(What the exercise asks) Every line containing "windows" should be copied out. Go through the entries and find them.
-- Records for this exercise follows --
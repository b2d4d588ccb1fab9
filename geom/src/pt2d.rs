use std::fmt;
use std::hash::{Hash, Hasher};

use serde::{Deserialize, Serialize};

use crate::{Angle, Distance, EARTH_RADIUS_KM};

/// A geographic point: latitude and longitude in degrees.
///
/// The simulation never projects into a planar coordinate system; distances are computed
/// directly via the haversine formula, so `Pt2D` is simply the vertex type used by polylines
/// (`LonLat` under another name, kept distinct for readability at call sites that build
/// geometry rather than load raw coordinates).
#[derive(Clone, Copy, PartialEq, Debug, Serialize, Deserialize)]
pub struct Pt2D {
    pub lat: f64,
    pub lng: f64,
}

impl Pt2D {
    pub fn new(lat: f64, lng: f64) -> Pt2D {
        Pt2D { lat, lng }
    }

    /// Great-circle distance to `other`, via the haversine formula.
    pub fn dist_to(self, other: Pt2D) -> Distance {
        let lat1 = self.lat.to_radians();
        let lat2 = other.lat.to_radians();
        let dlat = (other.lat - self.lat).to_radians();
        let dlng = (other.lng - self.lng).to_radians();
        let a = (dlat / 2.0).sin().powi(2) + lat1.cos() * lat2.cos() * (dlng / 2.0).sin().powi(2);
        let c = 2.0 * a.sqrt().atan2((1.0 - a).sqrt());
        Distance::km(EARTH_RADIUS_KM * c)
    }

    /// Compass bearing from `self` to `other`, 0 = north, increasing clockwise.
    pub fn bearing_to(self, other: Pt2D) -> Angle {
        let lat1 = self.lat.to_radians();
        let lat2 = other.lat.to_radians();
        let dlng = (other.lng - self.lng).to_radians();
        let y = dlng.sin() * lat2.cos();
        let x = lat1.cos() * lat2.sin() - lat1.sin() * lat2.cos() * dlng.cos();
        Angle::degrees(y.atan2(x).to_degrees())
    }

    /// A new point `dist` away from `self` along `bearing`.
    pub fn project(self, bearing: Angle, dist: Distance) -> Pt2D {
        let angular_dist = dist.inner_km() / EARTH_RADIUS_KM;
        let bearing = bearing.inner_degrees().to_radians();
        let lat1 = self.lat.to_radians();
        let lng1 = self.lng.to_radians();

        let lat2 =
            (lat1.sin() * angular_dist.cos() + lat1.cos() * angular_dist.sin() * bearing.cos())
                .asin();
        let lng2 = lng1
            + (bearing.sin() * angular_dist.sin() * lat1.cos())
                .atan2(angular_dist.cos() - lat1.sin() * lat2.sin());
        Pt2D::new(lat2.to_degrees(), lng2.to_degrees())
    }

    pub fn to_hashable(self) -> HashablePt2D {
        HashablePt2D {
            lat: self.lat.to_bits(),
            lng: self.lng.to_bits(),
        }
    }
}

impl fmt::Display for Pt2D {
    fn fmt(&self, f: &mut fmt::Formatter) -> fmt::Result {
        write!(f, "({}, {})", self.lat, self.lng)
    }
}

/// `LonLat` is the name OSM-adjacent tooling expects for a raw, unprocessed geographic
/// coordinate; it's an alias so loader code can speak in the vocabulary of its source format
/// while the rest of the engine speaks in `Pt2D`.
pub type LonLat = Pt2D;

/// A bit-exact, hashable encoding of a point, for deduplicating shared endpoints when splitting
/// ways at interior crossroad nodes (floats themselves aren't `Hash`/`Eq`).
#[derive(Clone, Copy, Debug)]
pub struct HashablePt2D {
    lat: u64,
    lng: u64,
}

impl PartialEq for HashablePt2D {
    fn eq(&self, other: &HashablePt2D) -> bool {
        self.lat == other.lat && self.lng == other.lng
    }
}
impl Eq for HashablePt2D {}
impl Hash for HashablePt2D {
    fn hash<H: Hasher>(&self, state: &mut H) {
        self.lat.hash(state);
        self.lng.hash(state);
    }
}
-- Records for this exercise concluded --
-- Records for this exercise follows --
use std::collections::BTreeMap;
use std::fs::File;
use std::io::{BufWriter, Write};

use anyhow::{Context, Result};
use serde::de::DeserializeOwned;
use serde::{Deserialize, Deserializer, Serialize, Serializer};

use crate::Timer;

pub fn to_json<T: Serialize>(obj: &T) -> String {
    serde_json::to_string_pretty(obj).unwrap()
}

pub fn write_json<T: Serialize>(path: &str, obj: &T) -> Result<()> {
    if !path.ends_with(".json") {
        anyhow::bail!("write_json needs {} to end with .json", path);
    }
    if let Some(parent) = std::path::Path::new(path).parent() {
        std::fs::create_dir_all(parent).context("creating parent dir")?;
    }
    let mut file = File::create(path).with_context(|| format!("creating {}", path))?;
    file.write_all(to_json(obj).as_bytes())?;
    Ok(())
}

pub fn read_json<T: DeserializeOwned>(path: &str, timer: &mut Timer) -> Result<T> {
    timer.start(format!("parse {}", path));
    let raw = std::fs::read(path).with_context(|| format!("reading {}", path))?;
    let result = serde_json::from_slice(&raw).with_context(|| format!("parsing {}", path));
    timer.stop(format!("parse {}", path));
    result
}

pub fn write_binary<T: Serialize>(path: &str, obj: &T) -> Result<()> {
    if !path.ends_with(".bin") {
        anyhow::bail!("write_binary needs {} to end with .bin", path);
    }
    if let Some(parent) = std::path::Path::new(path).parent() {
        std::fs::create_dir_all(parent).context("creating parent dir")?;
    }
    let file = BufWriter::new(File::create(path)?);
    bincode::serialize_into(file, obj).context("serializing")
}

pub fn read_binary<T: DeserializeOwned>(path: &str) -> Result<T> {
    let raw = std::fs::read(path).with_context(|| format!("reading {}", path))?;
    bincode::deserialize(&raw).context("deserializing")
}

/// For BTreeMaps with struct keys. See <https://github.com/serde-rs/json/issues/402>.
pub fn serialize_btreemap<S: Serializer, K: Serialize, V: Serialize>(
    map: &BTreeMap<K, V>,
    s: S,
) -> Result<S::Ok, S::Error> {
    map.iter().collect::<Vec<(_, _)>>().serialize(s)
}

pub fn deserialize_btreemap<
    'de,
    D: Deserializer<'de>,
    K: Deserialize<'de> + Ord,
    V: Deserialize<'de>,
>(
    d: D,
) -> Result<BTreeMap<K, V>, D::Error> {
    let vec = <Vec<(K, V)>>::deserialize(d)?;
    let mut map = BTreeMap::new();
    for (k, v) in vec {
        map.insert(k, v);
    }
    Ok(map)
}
-- Records for this exercise concluded --
-- Records for this exercise follows --
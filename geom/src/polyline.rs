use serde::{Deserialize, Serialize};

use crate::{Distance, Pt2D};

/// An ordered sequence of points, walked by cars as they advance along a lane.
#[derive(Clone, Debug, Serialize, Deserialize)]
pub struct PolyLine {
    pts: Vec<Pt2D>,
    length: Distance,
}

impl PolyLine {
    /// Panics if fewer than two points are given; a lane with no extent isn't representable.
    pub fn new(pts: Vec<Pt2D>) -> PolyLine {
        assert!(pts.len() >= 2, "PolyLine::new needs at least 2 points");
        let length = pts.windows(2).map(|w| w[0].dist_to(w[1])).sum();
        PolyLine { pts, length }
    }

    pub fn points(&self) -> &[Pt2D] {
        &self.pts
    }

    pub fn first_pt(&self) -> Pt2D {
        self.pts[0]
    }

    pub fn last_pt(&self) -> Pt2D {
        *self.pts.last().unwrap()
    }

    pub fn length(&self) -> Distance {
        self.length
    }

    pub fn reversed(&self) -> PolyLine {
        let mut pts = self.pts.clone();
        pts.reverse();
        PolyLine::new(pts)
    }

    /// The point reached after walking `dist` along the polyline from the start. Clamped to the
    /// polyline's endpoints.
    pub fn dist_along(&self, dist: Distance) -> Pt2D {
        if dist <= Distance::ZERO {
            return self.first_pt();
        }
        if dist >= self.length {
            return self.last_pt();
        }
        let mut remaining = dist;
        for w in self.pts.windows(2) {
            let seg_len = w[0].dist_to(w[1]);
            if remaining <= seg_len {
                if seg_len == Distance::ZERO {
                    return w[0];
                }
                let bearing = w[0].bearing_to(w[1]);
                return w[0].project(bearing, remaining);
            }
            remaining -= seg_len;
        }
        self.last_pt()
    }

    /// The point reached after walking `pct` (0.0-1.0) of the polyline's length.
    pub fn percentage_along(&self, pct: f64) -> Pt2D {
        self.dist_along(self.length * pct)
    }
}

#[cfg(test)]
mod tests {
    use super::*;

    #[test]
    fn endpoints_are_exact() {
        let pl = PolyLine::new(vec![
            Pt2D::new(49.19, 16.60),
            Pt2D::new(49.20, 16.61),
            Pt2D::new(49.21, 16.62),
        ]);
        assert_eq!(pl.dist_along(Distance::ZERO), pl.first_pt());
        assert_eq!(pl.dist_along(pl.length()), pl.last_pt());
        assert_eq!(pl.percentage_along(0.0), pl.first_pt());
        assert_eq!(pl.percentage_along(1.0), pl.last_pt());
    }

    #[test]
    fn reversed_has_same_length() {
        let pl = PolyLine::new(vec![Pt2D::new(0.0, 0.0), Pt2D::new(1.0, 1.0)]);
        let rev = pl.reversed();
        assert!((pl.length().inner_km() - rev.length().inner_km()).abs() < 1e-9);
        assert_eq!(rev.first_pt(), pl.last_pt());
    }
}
-- Records for this exercise concluded --
(Result of the exercise)
        let length = pts.windows(2).map(|w| w[0].dist_to(w[1])).sum();
        for w in self.pts.windows(2) {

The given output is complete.